The most extensive monograph evaluates the large body of data on
tamoxifen, which has been used for almost two decades as the first-line
endocrine therapy for postmenopausal women with advanced metastatic
breast cancer. Tamoxifen is also used as adjuvant therapy in patients
with breast cancer and is being tested for use as a preventive agent.

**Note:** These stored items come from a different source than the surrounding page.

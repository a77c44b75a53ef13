//! Decoding schedule cache keyed by erasure pattern
//!
//! Entries are created on first use and live as long as the cache. Lookups
//! and generation happen under one lock, so a pattern is never generated
//! twice and no caller sees a half-built entry.

use super::decoding::DecodingSchedule;
use crate::erasure::{ErasurePattern, ErasureSet};
use crate::error::Result;
use log::debug;
use rustc_hash::FxHashMap as HashMap;
use std::sync::atomic::{AtomicUsize, Ordering};
use std::sync::{Arc, Mutex, PoisonError};

#[derive(Debug, Default)]
pub struct ScheduleCache {
    entries: Mutex<HashMap<ErasurePattern, Arc<DecodingSchedule>>>,
    generated: AtomicUsize,
}

impl ScheduleCache {
    pub fn new() -> Self {
        Self::default()
    }

    /// Return the cached schedule for `erasures`, or build and store it
    pub fn get_or_generate<F>(
        &self,
        erasures: &ErasureSet,
        generate: F,
    ) -> Result<Arc<DecodingSchedule>>
    where
        F: FnOnce(&ErasureSet) -> Result<DecodingSchedule>,
    {
        let mut entries = self.entries.lock().unwrap_or_else(PoisonError::into_inner);

        if let Some(schedule) = entries.get(erasures.pattern()) {
            debug!("found decode schedule for pattern {}", erasures.pattern());
            return Ok(Arc::clone(schedule));
        }

        debug!("new decode schedule for pattern {}", erasures.pattern());
        let schedule = Arc::new(generate(erasures)?);
        self.generated.fetch_add(1, Ordering::Relaxed);
        entries.insert(erasures.pattern().clone(), Arc::clone(&schedule));
        Ok(schedule)
    }

    pub fn contains(&self, pattern: &ErasurePattern) -> bool {
        self.entries
            .lock()
            .unwrap_or_else(PoisonError::into_inner)
            .contains_key(pattern)
    }

    pub fn len(&self) -> usize {
        self.entries.lock().unwrap_or_else(PoisonError::into_inner).len()
    }

    pub fn is_empty(&self) -> bool {
        self.len() == 0
    }

    /// How many schedules have been generated over the cache's lifetime
    pub fn generated(&self) -> usize {
        self.generated.load(Ordering::Relaxed)
    }
}
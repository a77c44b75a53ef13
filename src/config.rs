//! Configuration for coding contexts

use crate::error::{CodingError, Result};
use crate::galois::MAX_WORD_SIZE;

/// How a bitmatrix is compiled into a schedule
#[derive(Debug, Clone, Copy, PartialEq, Eq, Default)]
pub enum SchedulingMode {
    /// One copy plus one XOR per remaining set bit, row by row
    Dumb,
    /// Reuse already computed output rows when that needs fewer operations
    #[default]
    Smart,
}

/// Which coding matrix factory builds the context's matrix
#[derive(Debug, Clone, Copy, PartialEq, Eq, Default)]
pub enum MatrixKind {
    /// 1/(X_i + Y_j) from a caller seed of K+M values
    #[default]
    Cauchy,
    /// R_i·S_j/(X_i + Y_j) from a caller seed of 2(K+M) values
    ExtendedCauchy,
    /// Seedless Cauchy matrix with X_i = i and Y_j = M + j
    OriginalCauchy,
}

/// Relative cost of schedule operations, used for cost estimates only
#[derive(Debug, Clone, Copy, PartialEq, Eq)]
pub struct CostWeights {
    pub copy: u64,
    pub xor: u64,
}

impl Default for CostWeights {
    fn default() -> Self {
        Self { copy: 1, xor: 1 }
    }
}

/// Parameters for a coding context
#[derive(Debug, Clone, PartialEq, Eq)]
pub struct CodingConfig {
    /// Number of data blocks
    pub k: usize,
    /// Number of parity blocks
    pub m: usize,
    /// Word size in bits
    pub w: u32,
    /// Bytes per packet; a block is `w` packets
    pub packet_size: usize,
    pub mode: SchedulingMode,
    /// Run the matrix improvement pass before expansion
    pub improve: bool,
    pub matrix: MatrixKind,
    /// Seed values for the matrix factory (empty = default seed)
    pub seed: Vec<u32>,
    pub weights: CostWeights,
}

impl Default for CodingConfig {
    fn default() -> Self {
        Self {
            k: 4,
            m: 2,
            w: 8,
            packet_size: 8,
            mode: SchedulingMode::Smart,
            improve: false,
            matrix: MatrixKind::Cauchy,
            seed: Vec::new(),
            weights: CostWeights::default(),
        }
    }
}

impl CodingConfig {
    pub fn new(k: usize, m: usize, w: u32, packet_size: usize) -> Self {
        Self {
            k,
            m,
            w,
            packet_size,
            ..Self::default()
        }
    }

    pub fn with_mode(mut self, mode: SchedulingMode) -> Self {
        self.mode = mode;
        self
    }

    pub fn with_improve(mut self, improve: bool) -> Self {
        self.improve = improve;
        self
    }

    pub fn with_matrix(mut self, matrix: MatrixKind) -> Self {
        self.matrix = matrix;
        self
    }

    pub fn with_seed(mut self, seed: Vec<u32>) -> Self {
        self.seed = seed;
        self
    }

    pub fn with_weights(mut self, weights: CostWeights) -> Self {
        self.weights = weights;
        self
    }

    /// Bytes per block (`w` packets)
    pub fn block_size(&self) -> usize {
        self.packet_size * self.w as usize
    }

    /// Bytes of data consumed by one `encode` call
    pub fn stripe_size(&self) -> usize {
        self.block_size() * self.k
    }

    /// Check the structural parameters (seed shape is checked by the factory)
    pub fn validate(&self) -> Result<()> {
        if self.k == 0 {
            return Err(CodingError::InvalidParameters(
                "k must be at least 1".to_string(),
            ));
        }
        if self.m == 0 {
            return Err(CodingError::InvalidParameters(
                "m must be at least 1".to_string(),
            ));
        }
        if self.w == 0 || self.w > MAX_WORD_SIZE {
            return Err(CodingError::InvalidParameters(format!(
                "w = {} must be between 1 and {}",
                self.w, MAX_WORD_SIZE
            )));
        }
        if (self.k + self.m) as u64 > 1u64 << self.w {
            return Err(CodingError::InvalidParameters(format!(
                "k + m = {} exceeds 2^w = {}",
                self.k + self.m,
                1u64 << self.w
            )));
        }
        if self.packet_size == 0 {
            return Err(CodingError::InvalidParameters(
                "packet_size must be at least 1".to_string(),
            ));
        }
        Ok(())
    }

    /// Seed handed to the factory: the configured one, or a default
    /// that yields the original Cauchy matrix for the chosen kind
    pub fn effective_seed(&self) -> Vec<u32> {
        if !self.seed.is_empty() {
            return self.seed.clone();
        }

        // Columns take Y_j = m + j, rows take X_i = i
        let mut seed: Vec<u32> = (self.m..self.m + self.k).map(|v| v as u32).collect();
        seed.extend((0..self.m).map(|v| v as u32));
        if self.matrix == MatrixKind::ExtendedCauchy {
            seed.extend(std::iter::repeat(1).take(self.k + self.m));
        }
        seed
    }
}

#[cfg(test)]
mod tests {
    use super::*;

    #[test]
    fn test_default_config_is_valid() {
        let config = CodingConfig::default();
        assert!(config.validate().is_ok());
        assert_eq!(config.block_size(), 64);
        assert_eq!(config.stripe_size(), 256);
    }

    #[test]
    fn test_word_size_too_small() {
        // 2^2 = 4 < k + m = 5
        let config = CodingConfig::new(3, 2, 2, 1);
        assert!(matches!(
            config.validate(),
            Err(CodingError::InvalidParameters(_))
        ));
        assert!(CodingConfig::new(2, 2, 2, 1).validate().is_ok());
    }

    #[test]
    fn test_zero_counts_rejected() {
        assert!(CodingConfig::new(0, 2, 8, 1).validate().is_err());
        assert!(CodingConfig::new(2, 0, 8, 1).validate().is_err());
        assert!(CodingConfig::new(2, 2, 8, 0).validate().is_err());
        assert!(CodingConfig::new(2, 2, 0, 1).validate().is_err());
        assert!(CodingConfig::new(2, 2, 33, 1).validate().is_err());
    }

    #[test]
    fn test_default_seed_layout() {
        let config = CodingConfig::new(3, 2, 8, 1);
        assert_eq!(config.effective_seed(), vec![2, 3, 4, 0, 1]);

        let extended = config.clone().with_matrix(MatrixKind::ExtendedCauchy);
        assert_eq!(extended.effective_seed(), vec![2, 3, 4, 0, 1, 1, 1, 1, 1, 1]);

        let explicit = config.with_seed(vec![9, 8, 7, 6, 5]);
        assert_eq!(explicit.effective_seed(), vec![9, 8, 7, 6, 5]);
    }
}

The evaluation found sufficient evidence in humans for the
carcinogenicity of tamoxifen in increasing the risk for endometrial
cancer, and conclusive evidence that tamoxifen reduces the risk for
contralateral breast cancer in women with a previous diagnosis of breast
cancer. Evidence for the carcinogenicity of tamoxifen in other organs
was judged inadequate.
Of the benzodiazepines, diazepam, which is the most widely prescribed,
received the most extensive evaluation. Evidence reviewed suggested lack
of carcinogenicity to the breast and inadequate evidence for
carcinogenicity at other sites in humans. Diazepam could not be
classified as to its carcinogenic risk to humans. Of the remaining
benzodiazepines and related compounds, estazolam, prazepam, ripazepam,
and temazepam could not be classified as to their carcinogenicity to
humans. Oxazepam was classified as possible carcinogenic to humans on
the basis of its carcinogenicity to rodents and uncertainty about
extrapolation of experimental data to humans. Phenytoin, which has been
widely used since the 1930s as an anticonvulsant in the treatment of
epilepsy, was classified as possibly carcinogenic to humans.
Of the remaining triphenylethylene anti-oestrogenic drugs developed for
the treatment of breast cancer, neither toremifene, which is just being
introduced, nor droloxifene, which is under development, could be
classified. Likewise, data were judged inadequate for the classification
of the two cholesterol-lowering drugs, clofibrate and gemfibrozil.